Bill Clinton certainly proved to be a grateful guest. First the President dangerously altered the
U.S. position on the relationship between mainland China and Taiwan by moving closer to China’s
position on unification. Then in another act of troublesome expediency, he moved toward
acceptance of China’s position on entry to the World Trade Organization. Maybe the Chinese will
invite him back for Christmas.

On the WTO, there is little disagreement in principle. Certainly, this huge country should
become
part of the world trading order. Partly through joint ventures with Western companies, Chinese
enterprises have become important exporters. As a nation China has racked up current-account
surpluses that have put nearly $150 billion in hard currency reserves in the government’s hands.
Also, China’s entry presumably would clear the way for Taiwan, which qualified for membership
years ago.

But the key question about China’s entry is: On whose terms?

China wants to enter the trade organization as an emerging economy, a status that would
allow a
longer grace period for lowering barriers to free trade and investment. Developing economies, for
example, have a whole decade to cut the value of their export subsidies by 24% and the volume of
subsidized exports by 14%. For developed economies the figures are 36% and 21%, and the time
frame is six years.

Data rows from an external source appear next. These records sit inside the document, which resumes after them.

//! Document orientation from target ring-count identities.
//!
//! Each 90-degree rotation of the page permutes which ring count sits at
//! which corner. The resolver walks the corners in a fixed reliability
//! order and accepts a rotation hypothesis once two anchors agree on it
//! (2-of-N consensus, not a full four-way vote). The vote is
//! deterministic; no randomness is involved.

use crate::core::constants::{
    CORNER_RELIABILITY_ORDER, CORNER_RING_COUNTS, ORIENTATION_CONSENSUS,
};
use crate::pipeline::detect::AnchorDetection;
use tracing::debug;

/// A page rotation in multiples of 90 degrees.
#[derive(Debug, Clone, Copy, PartialEq, Eq)]
pub enum Rotation {
    /// Upright.
    R0,
    /// Rotated 90 degrees.
    R90,
    /// Rotated 180 degrees.
    R180,
    /// Rotated 270 degrees.
    R270,
}

impl Rotation {
    /// All rotations in vote order.
    pub const ALL: [Rotation; 4] = [Rotation::R0, Rotation::R90, Rotation::R180, Rotation::R270];

    /// The rotation angle in degrees.
    pub fn degrees(&self) -> u32 {
        match self {
            Rotation::R0 => 0,
            Rotation::R90 => 90,
            Rotation::R180 => 180,
            Rotation::R270 => 270,
        }
    }

    /// Parses an angle in degrees; `None` unless it is a multiple of 90
    /// (mod 360).
    pub fn from_degrees(degrees: i32) -> Option<Self> {
        match degrees.rem_euclid(360) {
            0 => Some(Rotation::R0),
            90 => Some(Rotation::R90),
            180 => Some(Rotation::R180),
            270 => Some(Rotation::R270),
            _ => None,
        }
    }
}

/// Corner permutation applied by each rotation: entry `c` of row `r` is
/// the upright corner whose target appears at corner `c` after rotating
/// by `r * 90` degrees.
const ORIENTATION_PERMUTATIONS: [[usize; 4]; 4] = [
    [0, 1, 2, 3], // 0 degrees
    [1, 3, 0, 2], // 90 degrees
    [3, 2, 1, 0], // 180 degrees
    [2, 0, 3, 1], // 270 degrees
];

/// Ring count expected at `corner` when the page is rotated by `rotation`.
pub(crate) fn expected_rings(rotation: usize, corner: usize) -> u32 {
    CORNER_RING_COUNTS[ORIENTATION_PERMUTATIONS[rotation][corner]]
}

/// A provider of page orientation.
///
/// The primary implementation votes on ring-target identities; a
/// secondary fiducial scheme (e.g. printed tag decoding) can slot in as
/// a fallback when the targets are unreadable.
pub trait OrientationSource {
    /// Resolves the page rotation, or `None` when indeterminate.
    fn resolve(&self, detections: &[AnchorDetection]) -> Option<Rotation>;
}

/// Reliability-ordered consensus vote over ring-target identities.
#[derive(Debug, Default, Clone, Copy)]
pub struct RingTargetOrientation;

impl OrientationSource for RingTargetOrientation {
    fn resolve(&self, detections: &[AnchorDetection]) -> Option<Rotation> {
        resolve_orientation(detections)
    }
}

/// Determines the page rotation from anchor detections.
///
/// Duplicate corner assignments (two candidates claiming the same
/// corner) indicate a misread; only the candidate nearest its edge is
/// kept. Corners then vote in [`CORNER_RELIABILITY_ORDER`]; a rotation
/// is accepted once [`ORIENTATION_CONSENSUS`] anchors in a row agree.
///
/// Returns `None` when no rotation reaches consensus; the caller falls
/// back to a secondary [`OrientationSource`].
pub fn resolve_orientation(detections: &[AnchorDetection]) -> Option<Rotation> {
    let mut unique: [Option<&AnchorDetection>; 4] = [None, None, None, None];
    for detection in detections {
        let slot = &mut unique[detection.corner.index()];
        match slot {
            Some(current) if current.edge_distance <= detection.edge_distance => {}
            _ => *slot = Some(detection),
        }
    }

    let mut hypothesis: Option<usize> = None;
    let mut agreeing = 0usize;

    for &corner in &CORNER_RELIABILITY_ORDER {
        let Some(detection) = unique[corner] else {
            continue;
        };

        for (rotation, variant) in Rotation::ALL.iter().enumerate() {
            if expected_rings(rotation, corner) != detection.ring_count {
                continue;
            }
            if hypothesis == Some(rotation) {
                agreeing += 1;
                if agreeing >= ORIENTATION_CONSENSUS {
                    debug!(rotation = variant.degrees(), "orientation consensus reached");
                    return Some(*variant);
                }
            } else {
                hypothesis = Some(rotation);
                agreeing = 1;
            }
        }
    }

    debug!("orientation indeterminate, no rotation reached consensus");
    None
}
//! Scan ingestion: normalizes a PDF page or raster image into a uniform
//! pixel buffer plus metadata.
//!
//! PDF pages are not rasterized wholesale. The page's drawing objects are
//! scanned and the embedded raster image with the largest pixel area is
//! taken to be the scan itself, which sidesteps a render pass and keeps
//! the scanner's native resolution. Bilevel image data (as produced by
//! CCITT/JBIG2 fax-style scanners) is expanded to 8-bit grayscale.

use crate::core::{ReadError, ReadResult};
use image::{DynamicImage, RgbImage};
use pdfium_render::prelude::*;
use tracing::{debug, info};

/// MIME types accepted as document sources.
#[derive(Debug, Clone, Copy, PartialEq, Eq)]
pub enum SourceKind {
    /// `application/pdf`
    Pdf,
    /// `image/jpeg`
    Jpeg,
    /// `image/png`
    Png,
}

impl SourceKind {
    /// Maps a MIME type string onto a supported source kind.
    ///
    /// # Errors
    ///
    /// Returns [`ReadError::DocumentSource`] for anything outside
    /// `application/pdf`, `image/jpeg` and `image/png`.
    pub fn from_mime(mime: &str) -> ReadResult<Self> {
        match mime {
            "application/pdf" => Ok(Self::Pdf),
            "image/jpeg" => Ok(Self::Jpeg),
            "image/png" => Ok(Self::Png),
            other => Err(ReadError::document_source(format!(
                "unsupported document source type: {other}"
            ))),
        }
    }
}

/// A byte buffer plus the MIME type describing it.
#[derive(Debug, Clone, Copy)]
pub struct DocumentSource<'a> {
    /// Raw document bytes.
    pub data: &'a [u8],
    /// Source kind derived from the upload's MIME type.
    pub kind: SourceKind,
}

/// A normalized page scan ready for target detection.
///
/// Owned by the run that created it and released after rectification.
#[derive(Debug, Clone)]
pub struct ScanBuffer {
    image: RgbImage,
    channels: u8,
    page_index: usize,
    debug: bool,
    unpacked: bool,
}

impl ScanBuffer {
    /// Builds a scan buffer from a decoded image, recording the source
    /// channel count and whether bilevel data had to be expanded.
    pub fn new(decoded: DynamicImage, page_index: usize, debug: bool) -> Self {
        let channels = source_channels(&decoded);
        let (decoded, unpacked) = expand_bilevel(decoded);
        Self {
            image: decoded.into_rgb8(),
            channels,
            page_index,
            debug,
            unpacked,
        }
    }

    /// The pixel data, normalized to RGB.
    pub fn image(&self) -> &RgbImage {
        &self.image
    }

    /// Consumes the buffer, yielding the pixel data.
    pub fn into_image(self) -> RgbImage {
        self.image
    }

    /// Width in pixels.
    pub fn width(&self) -> u32 {
        self.image.width()
    }

    /// Height in pixels.
    pub fn height(&self) -> u32 {
        self.image.height()
    }

    /// Channel count of the source data (1, 3 or 4).
    pub fn channels(&self) -> u8 {
        self.channels
    }

    /// Zero-based page index within the source document.
    pub fn page_index(&self) -> usize {
        self.page_index
    }

    /// Whether diagnostic snapshots should be recorded for this page.
    pub fn debug(&self) -> bool {
        self.debug
    }

    /// Whether bilevel source data was expanded to 8-bit grayscale.
    pub fn unpacked(&self) -> bool {
        self.unpacked
    }
}

/// Extracts every page scan from a document source, invoking `on_scan`
/// for each page in order. For PDFs, at most `max_pages` pages are read
/// when a cap is given; raster sources always yield a single page 0.
///
/// A page that cannot be ingested (no embedded image, undecodable data)
/// is delivered to the callback as that page's `Err`; sibling pages
/// still run. The callback owns each buffer, so page pixel data is
/// dropped as soon as the callback returns.
///
/// # Errors
///
/// Returns [`ReadError::DocumentSource`] only when the document itself
/// cannot be opened (PDFium unavailable, unparseable PDF).
pub fn for_each_scan(
    source: DocumentSource<'_>,
    max_pages: Option<usize>,
    mut on_scan: impl FnMut(ReadResult<ScanBuffer>),
) -> ReadResult<()> {
    match source.kind {
        SourceKind::Pdf => {
            let pdfium = bind_pdfium()?;
            let document = pdfium
                .load_pdf_from_byte_slice(source.data, None)
                .map_err(|e| {
                    ReadError::document_source_with("failed to load PDF document", e)
                })?;

            let page_count = document.pages().len() as usize;
            let limit = max_pages.map_or(page_count, |cap| cap.min(page_count));
            info!(pages = page_count, reading = limit, "extracting scans from PDF");

            for index in 0..limit {
                on_scan(scan_from_pdf_page(&document, index));
            }
            Ok(())
        }
        SourceKind::Jpeg | SourceKind::Png => {
            info!("extracting scan from raster source");
            on_scan(scan_from_raster(source.data));
            Ok(())
        }
    }
}

/// Extracts the dominant raster image from one PDF page.
///
/// # Errors
///
/// Returns [`ReadError::DocumentSource`] if the page index is out of
/// range or the page embeds no usable raster image.
pub fn scan_from_pdf_page(document: &PdfDocument<'_>, page_index: usize) -> ReadResult<ScanBuffer> {
    let page_count = document.pages().len() as usize;
    if page_index >= page_count {
        return Err(ReadError::document_source(format!(
            "page index {page_index} out of range for a {page_count}-page PDF"
        )));
    }

    let page = document
        .pages()
        .get(page_index as u16)
        .map_err(|e| ReadError::document_source_with("failed to open PDF page", e))?;

    // Walk the page's drawing objects and keep the image with the
    // largest pixel area; on a scanned bordereau that is the scan.
    let mut largest: Option<DynamicImage> = None;
    let mut largest_area = 0u64;

    for object in page.objects().iter() {
        let Some(image_object) = object.as_image_object() else {
            continue;
        };
        let Ok(decoded) = image_object.get_raw_image() else {
            continue;
        };
        let area = decoded.width() as u64 * decoded.height() as u64;
        if area > largest_area {
            largest_area = area;
            largest = Some(decoded);
        }
    }

    let decoded = largest.ok_or_else(|| {
        ReadError::document_source(format!(
            "no embeddable raster image found on PDF page {page_index}"
        ))
    })?;

    debug!(
        page = page_index,
        width = decoded.width(),
        height = decoded.height(),
        "selected dominant page image"
    );

    Ok(ScanBuffer::new(decoded, page_index, page_index == 0))
}

/// Reads a raster source (JPEG/PNG) directly.
fn scan_from_raster(data: &[u8]) -> ReadResult<ScanBuffer> {
    let decoded = image::load_from_memory(data)
        .map_err(|e| ReadError::document_source_with("unreadable raster image", e))?;
    if decoded.width() == 0 || decoded.height() == 0 {
        return Err(ReadError::document_source(
            "raster image has no determinable dimensions",
        ));
    }
    Ok(ScanBuffer::new(decoded, 0, true))
}

/// Binds to the PDFium native library, preferring a copy next to the
/// executable over system-wide installs.
fn bind_pdfium() -> ReadResult<Pdfium> {
    let bindings = Pdfium::bind_to_library(Pdfium::pdfium_platform_library_name_at_path("./"))
        .or_else(|_| Pdfium::bind_to_library(Pdfium::pdfium_platform_library_name_at_path("/usr/lib")))
        .or_else(|_| Pdfium::bind_to_library(Pdfium::pdfium_platform_library_name_at_path("/usr/local/lib")))
        .or_else(|_| Pdfium::bind_to_system_library())
        .map_err(|e| ReadError::document_source_with("could not bind PDFium library", e))?;
    Ok(Pdfium::new(bindings))
}

/// Channel count of the decoded source data.
fn source_channels(decoded: &DynamicImage) -> u8 {
    match decoded {
        DynamicImage::ImageLuma8(_) | DynamicImage::ImageLuma16(_) => 1,
        DynamicImage::ImageRgba8(_)
        | DynamicImage::ImageRgba16(_)
        | DynamicImage::ImageLumaA8(_)
        | DynamicImage::ImageLumaA16(_)
        | DynamicImage::ImageRgba32F(_) => 4,
        _ => 3,
    }
}

/// Expands bilevel grayscale data (all samples 0 or 1, as left by 1-bit
/// packed sources) to the full 8-bit range. Returns the image and
/// whether expansion happened.
fn expand_bilevel(decoded: DynamicImage) -> (DynamicImage, bool) {
    if let DynamicImage::ImageLuma8(mut gray) = decoded {
        if !gray.is_empty() && gray.iter().all(|&v| v <= 1) {
            for value in gray.iter_mut() {
                *value *= 255;
            }
            return (DynamicImage::ImageLuma8(gray), true);
        }
        return (DynamicImage::ImageLuma8(gray), false);
    }
    (decoded, false)
}

#[cfg(test)]
mod tests {
    use super::*;
    use image::{GrayImage, Luma};

    #[test]
    fn test_source_kind_dispatch() {
        assert_eq!(SourceKind::from_mime("application/pdf").unwrap(), SourceKind::Pdf);
        assert_eq!(SourceKind::from_mime("image/jpeg").unwrap(), SourceKind::Jpeg);
        assert_eq!(SourceKind::from_mime("image/png").unwrap(), SourceKind::Png);
        assert!(matches!(
            SourceKind::from_mime("application/msword"),
            Err(ReadError::DocumentSource { .. })
        ));
    }

    #[test]
    fn test_bilevel_data_is_expanded() {
        let mut packed = GrayImage::new(4, 1);
        packed.put_pixel(0, 0, Luma([1]));
        packed.put_pixel(2, 0, Luma([1]));
        let scan = ScanBuffer::new(DynamicImage::ImageLuma8(packed), 0, true);
        assert!(scan.unpacked());
        assert_eq!(scan.channels(), 1);
        assert_eq!(scan.image().get_pixel(0, 0).0, [255, 255, 255]);
        assert_eq!(scan.image().get_pixel(1, 0).0, [0, 0, 0]);
    }

    #[test]
    fn test_full_range_grayscale_left_alone() {
        let gray = GrayImage::from_pixel(2, 2, Luma([200]));
        let scan = ScanBuffer::new(DynamicImage::ImageLuma8(gray), 3, false);
        assert!(!scan.unpacked());
        assert_eq!(scan.page_index(), 3);
        assert_eq!(scan.image().get_pixel(0, 0).0, [200, 200, 200]);
    }

    #[test]
    fn test_raster_scan_reads_metadata() {
        let mut png_bytes = Vec::new();
        let img = RgbImage::from_pixel(8, 6, image::Rgb([255, 255, 255]));
        DynamicImage::ImageRgb8(img)
            .write_to(&mut std::io::Cursor::new(&mut png_bytes), image::ImageFormat::Png)
            .unwrap();

        let mut scans = Vec::new();
        for_each_scan(
            DocumentSource {
                data: &png_bytes,
                kind: SourceKind::Png,
            },
            None,
            |scan| scans.push(scan.expect("valid raster page")),
        )
        .unwrap();

        assert_eq!(scans.len(), 1);
        assert_eq!(scans[0].width(), 8);
        assert_eq!(scans[0].height(), 6);
        assert_eq!(scans[0].channels(), 3);
        assert!(scans[0].debug());
    }

    #[test]
    fn test_garbage_raster_is_document_source_error() {
        let result = scan_from_raster(&[0x00, 0x01, 0x02]);
        assert!(matches!(result, Err(ReadError::DocumentSource { .. })));
    }

    #[test]
    fn test_unreadable_page_lands_in_its_slot() {
        // A bad page must reach the callback as an error, not abort the
        // extraction loop.
        let mut slots = Vec::new();
        let outcome = for_each_scan(
            DocumentSource {
                data: &[0xde, 0xad],
                kind: SourceKind::Png,
            },
            None,
            |scan| slots.push(scan),
        );
        assert!(outcome.is_ok());
        assert_eq!(slots.len(), 1);
        assert!(matches!(slots[0], Err(ReadError::DocumentSource { .. })));
    }
}
//! Bordereau reader: recovers handwritten anonymity codes from scanned
//! exam cover sheets.
//!
//! A scanned bordereau carries four printed concentric-ring calibration
//! targets, one per corner, each with a distinct ring count. The reader
//! locates them by contour-hierarchy analysis, votes on the page's
//! rotation from the ring identities, warps the scan onto the document's
//! theoretical layout with a four-point homography, slices out each
//! handwritten character cell, and reads every cell twice (Tesseract in
//! single-character mode plus an EMNIST letter classifier). A stride
//! based redundancy audit flags pages where every printed copy of some
//! character failed.
//!
//! # Example
//!
//! ```no_run
//! use bordereau_reader::core::{ModelRegion, ReaderConfig};
//! use bordereau_reader::pipeline::{BordereauReader, DocumentSource, SourceKind};
//!
//! # fn main() -> Result<(), Box<dyn std::error::Error>> {
//! let bytes = std::fs::read("bordereau.pdf")?;
//! let regions: Vec<ModelRegion> = serde_json::from_str(&std::fs::read_to_string("layout.json")?)?;
//!
//! let reader = BordereauReader::new(ReaderConfig::default());
//! let source = DocumentSource { data: &bytes, kind: SourceKind::Pdf };
//! for page in reader.read_document(source, &regions)? {
//!     match page {
//!         Ok(readout) => println!("page {}: {:?}", readout.page_index, readout.failed_indices),
//!         Err(error) => eprintln!("{error}"),
//!     }
//! }
//! # Ok(())
//! # }
//! ```

pub mod core;
pub mod pipeline;
pub mod recognition;
pub mod utils;

pub use core::{ReadError, ReadResult, ReaderConfig};
pub use pipeline::{BordereauReader, DocumentSource, SourceKind};
pub use recognition::{PageReadout, RecognitionResult};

The WTO, backed by the U.S., has so far refused to grant China such a
provision.

And for good reason. Emerging-economy status, itself of doubtful validity, is nonetheless
reserved
for countries of negligible economic impact. China’s economy is the world’s seventh largest,
bigger than Canada’s and Russia’s, with a GDP climbing toward the trillion-dollar level. Making
allowances for a country of this size discredits a trading system that has to be seen as fair and
impartial in applying international rules.

Bill Clinton is far too casual toward important legal principles. He seemed to accept China’s
position when, during his Shanghai radio call-in he conceded that “China is still an emerging
economy” that deserved a longer period of adjustment than richer countries. Then, to Chinese
claims that to lower barriers would threaten their economy at a critical juncture, the President
responded: “They have big chunks of unemployment for which they have to create big chunks of
employment …. They want to have a timing for WTO membership that will permit them to
continue to absorb into the work force people who are displaced from the state industries.”

Mr. Clinton wouldn’t say something like that if he actually believed in or understood how
markets
work. The truth is that if China entered the WTO under the stricter terms, its people would
benefit, not suffer. If big international investors were genuinely free to develop markets in China,
they would provide the Chinese with a wider range of products and services, and make new and
better jobs for that huge, willing labor pool. Instead, an American President defends
protectionism.

Before leaving Hong Kong, Mr. Clinton told a press conference he was going home with
“ideas”
on how to settle the deadlock over China’s entry to the world trading body. Perhaps by the time
Congress and the rest of the world are made privy to those ideas, we’ll find that his politicking in
China didn’t represent a significant change after all in the U.S. position. But on the past week’s
evidence, Mr. Clinton appears more than willing to bend the rules in key matters of substance. It’s
a lot to give away in return for the smiles that greeted him in Beijing.